Denmark’s voters ignored advice from politicians, business leaders and the media, and said “No” to more EU laws aimed at fighting cross-border crime, underscoring a broader disenchantment across Europe after years of crisis and sluggish economic growth.
Cameron faces a harder task than Denmark’s elite. He must convince 27 other EU leaders to grant him a deal and then sell that package to voters who polls show are jaded by EU crises over everything from Greece to an influx of migrants.
“The Danish referendum shows you cannot be complacent: You can’t as a political elite say ‘Ah yes, this is in the bag’ because it is not, certainly in Britain,” said Sara Hobolt, professor of European Institutions at the London School of Economics’ European Institute.
Hobolt, who is from Denmark, said the referendum showed how views of the mainstream elite could not be relied upon to sway voters. She added that she would not bet money on the British referendum as the outcome was still far from clear.
A divorce between Britain and the EU would shake, and could possibly sink, the 28-country Union, ripping away its second largest economy and one of its top two military powers.
Britain’s future is also at stake. Some pro-Europeans warn an exit from the EU would hurt the economy and could prompt another vote on Scottish independence. Opponents of EU membership say Britain would prosper outside and that warnings from pro-Europeans are overblown.
‘FIGHTING LIKE MAD’
European Council President Donald Tusk said on Thursday that a discussion with Cameron at an EU summit this month should pave the way for a deal in February, opening up the possibility of a referendum from around mid-year.
Tusk, who is leading the EU negotiations with Britain, also wrote on Twitter that he would send a letter to national leaders on Monday with his assessment of the British negotiations.
Cameron is betting the fear of Britain leaving the bloc will focus the minds of other EU leaders so that he can get the deal he thinks he can sell to British voters and his own party.
But some diplomats caution that although German Chancellor Angela Merkel wants Britain to stay, Cameron has previously misjudged her appetite and capacity to sway the entire bloc behind Britain’s demands.
Cameron, who opposes any further transfer of sovereignty to the EU and says voters are unhappy with the current state of affairs, is demanding that EU migrants should contribute for four years to Britain’s social security system before they qualify for in-work benefits or social housing.
This is proving an extremely difficult demand and has worried Berlin and other EU capitals as Cameron has repeatedly hinted that he could oppose membership if he doesn’t get what he wants, diplomats close to the talks said.
Cameron said on Friday that he was “fighting like mad” to get the substance right and British officials dismissed any sense of complacency, pointing to some of the involvement of Britain’s senior politicians and officials in the negotiations.

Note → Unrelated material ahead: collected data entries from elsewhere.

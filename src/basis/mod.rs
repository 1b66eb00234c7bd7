//! Function bases on the canonical window `[-1, 1]`.
//!
//! A gspline piece is a linear combination of `d` window functions evaluated
//! at the normalized coordinate `s = 2(t − bᵢ)/τᵢ − 1`. This module provides
//! the three basis families (`Legendre`, `LagrangeGll`, `Tenten`), their
//! analytic derivative operators, the per-interval energy Gram blocks used by
//! the Sobolev cost, and the assembly of the spline-wide sparse operators:
//! the block-diagonal derivative operator and the continuity-constraint
//! operator.
//!
//! Canonical matrices (coefficient-space derivative powers and Gram
//! matrices) are memoized per basis instance behind reader/writer locks, so
//! a basis can be shared read-only between interpolators and cost functions.

use std::collections::BTreeMap;
use std::sync::{Arc, RwLock};

use faer::sparse::{SparseColMat, Triplet};
use ndarray::{Array1, Array2};
use thiserror::Error;

use crate::linalg::{LinalgError, sparse_from_triplets};

mod lagrange_gll;
mod legendre;
mod tenten;

pub use lagrange_gll::LagrangeGllBasis;
pub use legendre::LegendreBasis;
pub use tenten::TentenBasis;

/// Errors surfaced by basis construction, evaluation, and assembly.
#[derive(Debug, Error)]
pub enum BasisError {
    #[error("basis dimension must be an even integer >= 2, got {0}")]
    InvalidDimension(usize),

    #[error("basis parameter `{name}` must lie strictly in {range}, got {value}")]
    InvalidParameter {
        name: &'static str,
        range: &'static str,
        value: f64,
    },

    #[error("basis `{basis}` does not implement derivative order {order} analytically")]
    UnsupportedDerivative { basis: &'static str, order: usize },

    #[error("output buffer has length {found} but the basis dimension is {expected}")]
    BufferSizeMismatch { expected: usize, found: usize },

    #[error("block matrix is {found_rows}x{found_cols}, expected {expected}x{expected}")]
    BlockShapeMismatch {
        expected: usize,
        found_rows: usize,
        found_cols: usize,
    },

    #[error("interval-length vector has length {found}, expected {expected}")]
    IntervalCountMismatch { expected: usize, found: usize },

    #[error("interval length at index {index} is {value}; lengths must be positive")]
    NonPositiveIntervalLength { index: usize, value: f64 },

    #[error("codomain dimension must be at least 1")]
    EmptyCodomain,

    #[error(transparent)]
    Linalg(#[from] LinalgError),
}

/// The per-family operations behind the [`Basis`] façade.
///
/// Dynamic dispatch happens only at the assembly entry points below; the hot
/// evaluation loops inside each family are monomorphic.
pub(crate) trait WindowFunctions: Send + Sync {
    fn dim(&self) -> usize;

    fn name(&self) -> &'static str;

    /// Basis values at canonical `s` for a piece of length `tau`.
    fn eval_window_into(&self, s: f64, tau: f64, out: &mut [f64]);

    /// Values of the `order`-th derivative **in `t`** of the window
    /// functions, including every chain-rule factor of the `s → t` map.
    fn eval_window_deriv_into(
        &self,
        s: f64,
        tau: f64,
        order: usize,
        out: &mut [f64],
    ) -> Result<(), BasisError>;

    /// `∂/∂τ` of [`eval_window_deriv_into`](Self::eval_window_deriv_into).
    fn eval_window_deriv_wrt_tau_into(
        &self,
        s: f64,
        tau: f64,
        order: usize,
        out: &mut [f64],
    ) -> Result<(), BasisError>;

    /// Canonical-coordinate coefficient-space derivative operator `D_k`
    /// (no interval scaling).
    fn derivative_matrix(&self, order: usize) -> Result<Arc<Array2<f64>>, BasisError>;

    /// The `d × d` coefficient-space block of the `order`-th t-derivative on
    /// an interval of length `tau` (interval scaling included).
    fn derivative_matrix_on_interval(
        &self,
        tau: f64,
        order: usize,
    ) -> Result<Array2<f64>, BasisError>;

    /// Accumulate into `block` the energy Gram
    /// `∫_piece B^{(k)}(t)·B^{(k)}(t)ᵀ dt` for a piece of length `tau`.
    fn add_block_derivative(
        &self,
        tau: f64,
        order: usize,
        block: &mut Array2<f64>,
    ) -> Result<(), BasisError>;

    /// Accumulate `∂/∂τ` of the energy Gram block.
    fn add_block_derivative_wrt_tau(
        &self,
        tau: f64,
        order: usize,
        block: &mut Array2<f64>,
    ) -> Result<(), BasisError>;
}

/// A finite-dimensional function space on the canonical window.
///
/// Shared read-only (typically behind an [`Arc`]) by gsplines,
/// interpolators, and Sobolev costs; interior caches make repeated
/// derivative-operator queries cheap.
pub enum Basis {
    Legendre(LegendreBasis),
    LagrangeGll(LagrangeGllBasis),
    Tenten(TentenBasis),
}

impl Basis {
    /// Shifted-Legendre polynomials on `[-1, 1]`; the default family.
    pub fn legendre(dim: usize) -> Result<Self, BasisError> {
        Ok(Self::Legendre(LegendreBasis::new(dim)?))
    }

    /// Lagrange cardinals at the Gauss–Lobatto–Legendre nodes of degree
    /// `dim − 1`.
    pub fn lagrange_gll(dim: usize) -> Result<Self, BasisError> {
        Ok(Self::LagrangeGll(LagrangeGllBasis::new(dim)?))
    }

    /// The 6-dimensional exponential-trigonometric "1010" family with
    /// frequency parameter `alpha ∈ (0, 1)`.
    pub fn tenten(alpha: f64) -> Result<Self, BasisError> {
        Ok(Self::Tenten(TentenBasis::new(alpha)?))
    }

    pub(crate) fn window(&self) -> &dyn WindowFunctions {
        match self {
            Self::Legendre(b) => b,
            Self::LagrangeGll(b) => b,
            Self::Tenten(b) => b,
        }
    }

    pub fn dim(&self) -> usize {
        self.window().dim()
    }

    pub fn name(&self) -> &'static str {
        self.window().name()
    }

    /// Basis values at canonical `s ∈ [-1, 1]` for a piece of length `tau`.
    pub fn eval_window(&self, s: f64, tau: f64, out: &mut [f64]) -> Result<(), BasisError> {
        self.check_buffer(out.len())?;
        self.window().eval_window_into(s, tau, out);
        Ok(())
    }

    /// `order`-th derivative in `t` of the window functions at `s`.
    pub fn eval_window_deriv(
        &self,
        s: f64,
        tau: f64,
        order: usize,
        out: &mut [f64],
    ) -> Result<(), BasisError> {
        self.check_buffer(out.len())?;
        self.window().eval_window_deriv_into(s, tau, order, out)
    }

    /// `∂/∂τ` of the `order`-th t-derivative of the window functions.
    pub fn eval_window_deriv_wrt_tau(
        &self,
        s: f64,
        tau: f64,
        order: usize,
        out: &mut [f64],
    ) -> Result<(), BasisError> {
        self.check_buffer(out.len())?;
        self.window()
            .eval_window_deriv_wrt_tau_into(s, tau, order, out)
    }

    /// Canonical coefficient-space derivative operator (memoized).
    pub fn derivative_matrix(&self, order: usize) -> Result<Arc<Array2<f64>>, BasisError> {
        self.window().derivative_matrix(order)
    }

    /// The scaled `d × d` derivative block for one interval.
    pub fn derivative_matrix_on_interval(
        &self,
        tau: f64,
        order: usize,
    ) -> Result<Array2<f64>, BasisError> {
        self.window().derivative_matrix_on_interval(tau, order)
    }

    /// Accumulate the per-interval energy Gram block into `block`.
    pub fn add_block_derivative(
        &self,
        tau: f64,
        order: usize,
        block: &mut Array2<f64>,
    ) -> Result<(), BasisError> {
        self.check_block(block)?;
        self.window().add_block_derivative(tau, order, block)
    }

    /// Accumulate the `τ`-derivative of the energy Gram block into `block`.
    pub fn add_block_derivative_wrt_tau(
        &self,
        tau: f64,
        order: usize,
        block: &mut Array2<f64>,
    ) -> Result<(), BasisError> {
        self.check_block(block)?;
        self.window()
            .add_block_derivative_wrt_tau(tau, order, block)
    }

    /// Sparse block-diagonal operator mapping a piecewise-coefficient vector
    /// to the piecewise-coefficient vector of its `order`-th t-derivative.
    pub fn block_diagonal_derivative(
        &self,
        num_intervals: usize,
        codom_dim: usize,
        order: usize,
        interval_lengths: &Array1<f64>,
    ) -> Result<SparseColMat<usize, f64>, BasisError> {
        assemble_block_diagonal(
            self.window(),
            num_intervals,
            codom_dim,
            order,
            interval_lengths,
        )
    }

    /// Sparse operator whose kernel is exactly the set of piecewise
    /// coefficient vectors continuous to derivative order `order − 1` at
    /// every internal breakpoint. Shape `(N−1)·c·order × N·c·d`.
    pub fn continuity_matrix(
        &self,
        num_intervals: usize,
        codom_dim: usize,
        order: usize,
        interval_lengths: &Array1<f64>,
    ) -> Result<SparseColMat<usize, f64>, BasisError> {
        assemble_continuity(
            self.window(),
            num_intervals,
            codom_dim,
            order,
            interval_lengths,
        )
    }

    fn check_buffer(&self, found: usize) -> Result<(), BasisError> {
        let expected = self.dim();
        if found != expected {
            return Err(BasisError::BufferSizeMismatch { expected, found });
        }
        Ok(())
    }

    fn check_block(&self, block: &Array2<f64>) -> Result<(), BasisError> {
        let expected = self.dim();
        if block.nrows() != expected || block.ncols() != expected {
            return Err(BasisError::BlockShapeMismatch {
                expected,
                found_rows: block.nrows(),
                found_cols: block.ncols(),
            });
        }
        Ok(())
    }
}

impl std::fmt::Debug for Basis {
    fn fmt(&self, f: &mut std::fmt::Formatter<'_>) -> std::fmt::Result {
        f.debug_struct("Basis")
            .field("name", &self.name())
            .field("dim", &self.dim())
            .finish()
    }
}

pub(crate) fn validate_interval_lengths(
    expected: usize,
    interval_lengths: &Array1<f64>,
) -> Result<(), BasisError> {
    if interval_lengths.len() != expected {
        return Err(BasisError::IntervalCountMismatch {
            expected,
            found: interval_lengths.len(),
        });
    }
    for (index, &value) in interval_lengths.iter().enumerate() {
        if !(value > 0.0) || !value.is_finite() {
            return Err(BasisError::NonPositiveIntervalLength { index, value });
        }
    }
    Ok(())
}

/// Block-diagonal derivative operator over all `N·c` coefficient segments.
pub(crate) fn assemble_block_diagonal(
    window: &dyn WindowFunctions,
    num_intervals: usize,
    codom_dim: usize,
    order: usize,
    interval_lengths: &Array1<f64>,
) -> Result<SparseColMat<usize, f64>, BasisError> {
    if codom_dim == 0 {
        return Err(BasisError::EmptyCodomain);
    }
    validate_interval_lengths(num_intervals, interval_lengths)?;
    let d = window.dim();
    let size = num_intervals * codom_dim * d;

    let mut triplets = Vec::with_capacity(num_intervals * codom_dim * d * d);
    for interval in 0..num_intervals {
        let block = window.derivative_matrix_on_interval(interval_lengths[interval], order)?;
        for coord in 0..codom_dim {
            let offset = (interval * codom_dim + coord) * d;
            for row in 0..d {
                for col in 0..d {
                    let value = block[[row, col]];
                    if value != 0.0 {
                        triplets.push(Triplet::new(offset + row, offset + col, value));
                    }
                }
            }
        }
    }
    Ok(sparse_from_triplets(size, size, &triplets)?)
}

/// Continuity rows for derivative orders `0 … order − 1` at every internal
/// breakpoint; `2d` nonzeros per row.
pub(crate) fn assemble_continuity(
    window: &dyn WindowFunctions,
    num_intervals: usize,
    codom_dim: usize,
    order: usize,
    interval_lengths: &Array1<f64>,
) -> Result<SparseColMat<usize, f64>, BasisError> {
    if codom_dim == 0 {
        return Err(BasisError::EmptyCodomain);
    }
    validate_interval_lengths(num_intervals, interval_lengths)?;
    let d = window.dim();
    let cols = num_intervals * codom_dim * d;
    let joints = num_intervals.saturating_sub(1);
    let rows = joints * codom_dim * order;

    let mut left = vec![0.0; d];
    let mut right = vec![0.0; d];
    let mut triplets = Vec::with_capacity(rows * 2 * d);
    for joint in 1..num_intervals {
        let tau_left = interval_lengths[joint - 1];
        let tau_right = interval_lengths[joint];
        for deriv in 0..order {
            window.eval_window_deriv_into(1.0, tau_left, deriv, &mut left)?;
            window.eval_window_deriv_into(-1.0, tau_right, deriv, &mut right)?;
            for coord in 0..codom_dim {
                let row = ((joint - 1) * codom_dim + coord) * order + deriv;
                let col_left = ((joint - 1) * codom_dim + coord) * d;
                let col_right = (joint * codom_dim + coord) * d;
                for b in 0..d {
                    if left[b] != 0.0 {
                        triplets.push(Triplet::new(row, col_left + b, left[b]));
                    }
                    if right[b] != 0.0 {
                        triplets.push(Triplet::new(row, col_right + b, -right[b]));
                    }
                }
            }
        }
    }
    Ok(sparse_from_triplets(rows, cols, &triplets)?)
}

/// Memoized canonical matrices shared by the basis families.
///
/// Derivative powers grow as a vector (`D⁰ = I`, `Dᵏ = Dᵏ⁻¹·D¹`); Gram
/// matrices are keyed by derivative order. Writers are serialized; readers
/// see a consistent snapshot.
pub(crate) struct MatrixCache {
    dim: usize,
    derivatives: RwLock<Vec<Arc<Array2<f64>>>>,
    grams: RwLock<BTreeMap<usize, Arc<Array2<f64>>>>,
}

impl MatrixCache {
    pub(crate) fn new(dim: usize) -> Self {
        Self {
            dim,
            derivatives: RwLock::new(vec![Arc::new(Array2::eye(dim))]),
            grams: RwLock::new(BTreeMap::new()),
        }
    }

    /// `Dᵏ` where `D¹` is produced by `first` on the first miss.
    pub(crate) fn derivative_power(
        &self,
        order: usize,
        first: &dyn Fn() -> Array2<f64>,
    ) -> Arc<Array2<f64>> {
        {
            let mats = self
                .derivatives
                .read()
                .expect("derivative cache lock poisoned");
            if order < mats.len() {
                return mats[order].clone();
            }
        }
        let mut mats = self
            .derivatives
            .write()
            .expect("derivative cache lock poisoned");
        if mats.len() == 1 && order >= 1 {
            let d1 = first();
            debug_assert_eq!(d1.nrows(), self.dim);
            mats.push(Arc::new(d1));
        }
        while mats.len() <= order {
            let next = mats[mats.len() - 1].dot(mats[1].as_ref());
            mats.push(Arc::new(next));
        }
        mats[order].clone()
    }

    /// Canonical Gram matrix of derivative order `order`.
    pub(crate) fn gram(
        &self,
        order: usize,
        build: &dyn Fn() -> Array2<f64>,
    ) -> Arc<Array2<f64>> {
        {
            let grams = self.grams.read().expect("gram cache lock poisoned");
            if let Some(g) = grams.get(&order) {
                return g.clone();
            }
        }
        let mut grams = self.grams.write().expect("gram cache lock poisoned");
        grams
            .entry(order)
            .or_insert_with(|| Arc::new(build()))
            .clone()
    }
}

pub(crate) fn ensure_even_dim(dim: usize) -> Result<(), BasisError> {
    if dim < 2 || dim % 2 != 0 {
        return Err(BasisError::InvalidDimension(dim));
    }
    Ok(())
}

“The chances of Brexit (Britain leaving the EU) have gone up because there is a small chance - small but greater than zero - that there won’t be a deal because Cameron asks for something the rest of the EU cannot give him,” said Charles Grant, director of the Centre for European Reform think-tank.
“If Cameron can’t get a deal then he can’t recommend Britain stays in and in that case Britain would vote to leave the EU.”
If Cameron does win a deal, he still needs to pitch it to a public which, like Denmark‘s, is worried about immigration and skeptical about both the political elite and the EU itself, though he has the benefit of arguing for the status quo.
“In terms of the British debate, framing what an ‘in’ means or what an ‘out’ means is entirely up in the air,” said Hobolt, who added that perceptions of the EU in Britain were volatile.
An opinion poll published after Islamist militants killed 130 people in Paris, showed that more than half of Britons would vote to leave the European Union.
A source familiar with Britain’s talks to renegotiate ties to the EU said the result did not bode well for Britain’s continued EU membership, adding fear of losing control of immigration was crucial: “The same factor, the same fear.”
“The tide in Europe is turning against the European Union,” Nigel Farage, the leader of the UK Independence Party, which opposes EU membership, said of the result in Denmark.
“It is wonderful to see a political establishment stitch-up be knocked back so emphatically and hopefully our British equivalent will suffer a similar fate.”